A long, wonky, historically-minded essay about the extraordinary geopolitical challenges facing the United States has been bubbling up in national security and foreign policy circles over the last few weeks. It’s the kind of piece that makes everyone stop to spend a few hours to read it and think about its implications.
The article, “Confronting Another Axis? History, Humility, and Wishful Thinking,” published in the Texas National Security Review, is by Philip Zelikow. You can read it here.
Zelikow is not a household name but as both an academic and a public servant, he is among the finest. A professor at Harvard and University of Virginia, he served in every administration as a diplomat or senior policy official from Reagan to Obama.
While he might be best known for leading the 9/11 Commission, he also was in charge of the Covid Crisis Group, a similar bi-partisan panel that studied the government’s response to the pandemic. He is now at Stanford’s right-of-center Hoover Institution and has been an informal advisor to the Biden administration. I am emphasizing his bi-partisan credentials on purpose.

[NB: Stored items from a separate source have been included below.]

// Copyright 2025 eraflo
//
// Licensed under the Apache License, Version 2.0 (the "License");
// you may not use this file except in compliance with the License.
// You may obtain a copy of the License at
//
//     http://www.apache.org/licenses/LICENSE-2.0
//
// Unless required by applicable law or agreed to in writing, software
// distributed under the License is distributed on an "AS IS" BASIS,
// WITHOUT WARRANTIES OR CONDITIONS OF ANY KIND, either express or implied.
// See the License for the specific language governing permissions and
// limitations under the License.

//! The post-process stages and the lane owning their pipelines.

use super::{
    bloom::{self, BloomLane},
    color_conversion::{self, ColorConversionLane},
    downsample::{self, DownsampleLane},
    taa::{self, TaaLane},
    tone_mapping::{self, ToneMappingLane},
};
use crate::render_lane::{
    record_hdr_ui_composite, record_ui_composite, CommandStream, PassDescriptor, PassId,
    RenderLane, SurfaceAccess, SurfaceSlot, TargetFormats, UI_PASS_NAME,
};
use cadence_core::renderer::{GraphicsDevice, RenderError, ResourceState};
use ResourceState::{Present, RenderTarget, ShaderReadable, UnorderedAccess};
use SurfaceSlot::{Backbuffer, Depth, DownsampleChain, Hdr, History, MotionVectors, TaaOutput};

/// Post-process stages in recording order. The scene stream ends after
/// sharpening; the rest is recorded into the present stream once the
/// backbuffer is known.
pub static POST_PROCESS_STAGES: [PassDescriptor; 9] = [
    PassDescriptor {
        id: PassId::Downsample,
        name: "Downsample",
        stream: CommandStream::Scene,
        enabled: |_| true,
        accesses: &[
            SurfaceAccess::read(Hdr, ShaderReadable),
            SurfaceAccess::write(DownsampleChain, RenderTarget),
        ],
        record: downsample::record_downsample,
    },
    PassDescriptor {
        id: PassId::Bloom,
        name: "Bloom",
        stream: CommandStream::Scene,
        enabled: |_| true,
        accesses: &[
            SurfaceAccess::read_write(DownsampleChain, ShaderReadable),
            SurfaceAccess::read_write(Hdr, RenderTarget),
        ],
        record: bloom::record_bloom,
    },
    PassDescriptor {
        id: PassId::Taa,
        name: "TAA",
        stream: CommandStream::Scene,
        enabled: |features| features.taa,
        accesses: &[
            SurfaceAccess::read(Hdr, ShaderReadable),
            SurfaceAccess::read(MotionVectors, ShaderReadable),
            SurfaceAccess::read(Depth, ShaderReadable),
            SurfaceAccess::read(History, ShaderReadable),
            SurfaceAccess::write(TaaOutput, UnorderedAccess).then(ShaderReadable),
        ],
        record: taa::record_taa,
    },
    PassDescriptor {
        id: PassId::Sharpen,
        name: "Sharpen",
        stream: CommandStream::Scene,
        enabled: |features| features.taa,
        accesses: &[
            SurfaceAccess::read(TaaOutput, ShaderReadable),
            SurfaceAccess::write(Hdr, UnorderedAccess),
            SurfaceAccess::write(History, UnorderedAccess).then(ShaderReadable),
        ],
        record: taa::record_sharpen,
    },
    PassDescriptor {
        id: PassId::ToneMapInPlace,
        name: "Tone mapping",
        stream: CommandStream::Present,
        enabled: |features| features.hdr_output,
        accesses: &[SurfaceAccess::read_write(Hdr, UnorderedAccess)],
        record: tone_mapping::record_tone_map_in_place,
    },
    PassDescriptor {
        id: PassId::HdrUiComposite,
        name: UI_PASS_NAME,
        stream: CommandStream::Present,
        enabled: |features| features.hdr_output,
        accesses: &[SurfaceAccess::read_write(Hdr, RenderTarget)],
        record: record_hdr_ui_composite,
    },
    PassDescriptor {
        id: PassId::ColorConversion,
        name: "Color conversion",
        stream: CommandStream::Present,
        enabled: |features| features.hdr_output,
        accesses: &[
            SurfaceAccess::read(Hdr, ShaderReadable),
            SurfaceAccess::write(Backbuffer, RenderTarget).then(Present),
        ],
        record: color_conversion::record_color_conversion,
    },
    PassDescriptor {
        id: PassId::ToneMap,
        name: "Tone mapping",
        stream: CommandStream::Present,
        enabled: |features| !features.hdr_output,
        accesses: &[
            SurfaceAccess::read(Hdr, ShaderReadable),
            SurfaceAccess::write(Backbuffer, RenderTarget),
        ],
        record: tone_mapping::record_tone_map,
    },
    PassDescriptor {
        id: PassId::UiComposite,
        name: UI_PASS_NAME,
        stream: CommandStream::Present,
        enabled: |features| !features.hdr_output,
        accesses: &[SurfaceAccess::read_write(Backbuffer, RenderTarget).then(Present)],
        record: record_ui_composite,
    },
];

/// Owns the pipelines of every post-process stage.
#[derive(Debug, Default)]
pub struct PostProcessChain {
    downsample: DownsampleLane,
    bloom: BloomLane,
    taa: TaaLane,
    tone_mapping: ToneMappingLane,
    color_conversion: ColorConversionLane,
}

impl PostProcessChain {
    /// Creates the chain without touching the GPU.
    pub fn new() -> Self {
        Self::default()
    }

    /// The downsample lane.
    pub fn downsample(&self) -> &DownsampleLane {
        &self.downsample
    }

    /// The bloom lane.
    pub fn bloom(&self) -> &BloomLane {
        &self.bloom
    }

    /// The TAA lane.
    pub fn taa(&self) -> &TaaLane {
        &self.taa
    }

    /// The TAA lane, for per-frame jitter and history bookkeeping.
    pub fn taa_mut(&mut self) -> &mut TaaLane {
        &mut self.taa
    }

    /// The tone-mapping lane.
    pub fn tone_mapping(&self) -> &ToneMappingLane {
        &self.tone_mapping
    }

    /// The color-conversion lane.
    pub fn color_conversion(&self) -> &ColorConversionLane {
        &self.color_conversion
    }

    fn lanes_mut(&mut self) -> [&mut dyn RenderLane; 5] {
        [
            &mut self.downsample,
            &mut self.bloom,
            &mut self.taa,
            &mut self.tone_mapping,
            &mut self.color_conversion,
        ]
    }

    /// Rebuilds the pipelines that write the swap-chain format.
    pub fn on_display_mode_changed(
        &mut self,
        device: &dyn GraphicsDevice,
        targets: &TargetFormats,
    ) -> Result<(), RenderError> {
        self.tone_mapping.rebuild_display_pipeline(device, targets)?;
        self.color_conversion.on_gpu_shutdown(device);
        self.color_conversion.on_gpu_init(device, targets)?;
        log::info!(
            "PostProcessChain: display pipelines rebuilt for {:?}",
            targets.swap
        );
        Ok(())
    }
}

impl RenderLane for PostProcessChain {
    fn strategy_name(&self) -> &'static str {
        "PostProcess"
    }

    fn on_gpu_init(
        &mut self,
        device: &dyn GraphicsDevice,
        targets: &TargetFormats,
    ) -> Result<(), RenderError> {
        for lane in self.lanes_mut() {
            lane.on_gpu_init(device, targets)?;
            log::debug!("PostProcessChain: {} ready", lane.strategy_name());
        }
        Ok(())
    }

    fn on_gpu_shutdown(&mut self, device: &dyn GraphicsDevice) {
        for lane in self.lanes_mut().into_iter().rev() {
            lane.on_gpu_shutdown(device);
        }
    }
}

#[cfg(test)]
mod tests {
    use super::*;
    use cadence_core::renderer::{DisplayMode, PipelineKind};
    use cadence_infra::HeadlessDevice;

    #[test]
    fn test_init_builds_every_stage_and_shutdown_releases_them() {
        let device = HeadlessDevice::default();
        let mut chain = PostProcessChain::new();
        chain
            .on_gpu_init(&device, &TargetFormats::new(DisplayMode::Sdr, 1))
            .unwrap();
        assert!(chain.downsample().pipeline().is_some());
        assert!(chain.bloom().pipeline().is_some());
        assert!(chain.taa().resolve_pipeline().is_some());
        assert!(chain.taa().sharpen_pipeline().is_some());
        assert!(chain.tone_mapping().in_place_pipeline().is_some());
        assert!(chain.tone_mapping().display_pipeline().is_some());
        assert!(chain.color_conversion().pipeline().is_some());

        chain.on_gpu_shutdown(&device);
        assert!(chain.downsample().pipeline().is_none());
        assert!(chain.color_conversion().pipeline().is_none());
        assert_eq!(device.live_resource_counts().pipelines, 0);
        assert_eq!(device.pipelines_of_kind(PipelineKind::Taa).len(), 0);
    }

    #[test]
    fn test_display_mode_change_rebuilds_display_pipelines_only() {
        let device = HeadlessDevice::default();
        let mut chain = PostProcessChain::new();
        chain
            .on_gpu_init(&device, &TargetFormats::new(DisplayMode::Sdr, 1))
            .unwrap();
        let downsample = chain.downsample().pipeline();
        let tone_map = chain.tone_mapping().display_pipeline();

        let hdr = TargetFormats::new(DisplayMode::Hdr10Pq, 1);
        chain.on_display_mode_changed(&device, &hdr).unwrap();
        assert_eq!(chain.downsample().pipeline(), downsample);
        assert_ne!(chain.tone_mapping().display_pipeline(), tone_map);
        assert_eq!(chain.color_conversion().format(), Some(hdr.swap));
    }
}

The foundation of Zelikow’s essay is a helpful and concise analysis of two historical examples during which the United States confronted “a purposeful set of powerful adversaries in a rapidly changing and militarized period of history”: 1) the formation of the Axis powers’ alliance in the years leading up to World War II and; 2) the Soviet-Chinese pact that rapidly came together in the early decade-plus of the Cold War.
Zelikow says the challenge posed today by the new Axis powers - China, Russia, Iran, and North Korea - is the highest threat of global war we’ve faced since the Cuban Missile Crisis.

The good news is that Zelikow is optimistic the United States and our allies in Europe and Asia can prevail over the medium and long term. The bad news is that the next few years will be very hard. We will face very difficult choices and the inevitable trade-offs to be made will be painful. Zelikow handicaps the “serious possibility” of a global conflict at 20-30 percent, a figure he argues may seem low but in reality is “not reassuring.”
But, as Zelikow says, “The task for this period of crisis is to weather it with America’s core strengths and advantages preserved, or even enhanced.”
I want to highlight what I think are the main take-aways from Zelikow’s article and then describe how Zelikow sees the way ahead.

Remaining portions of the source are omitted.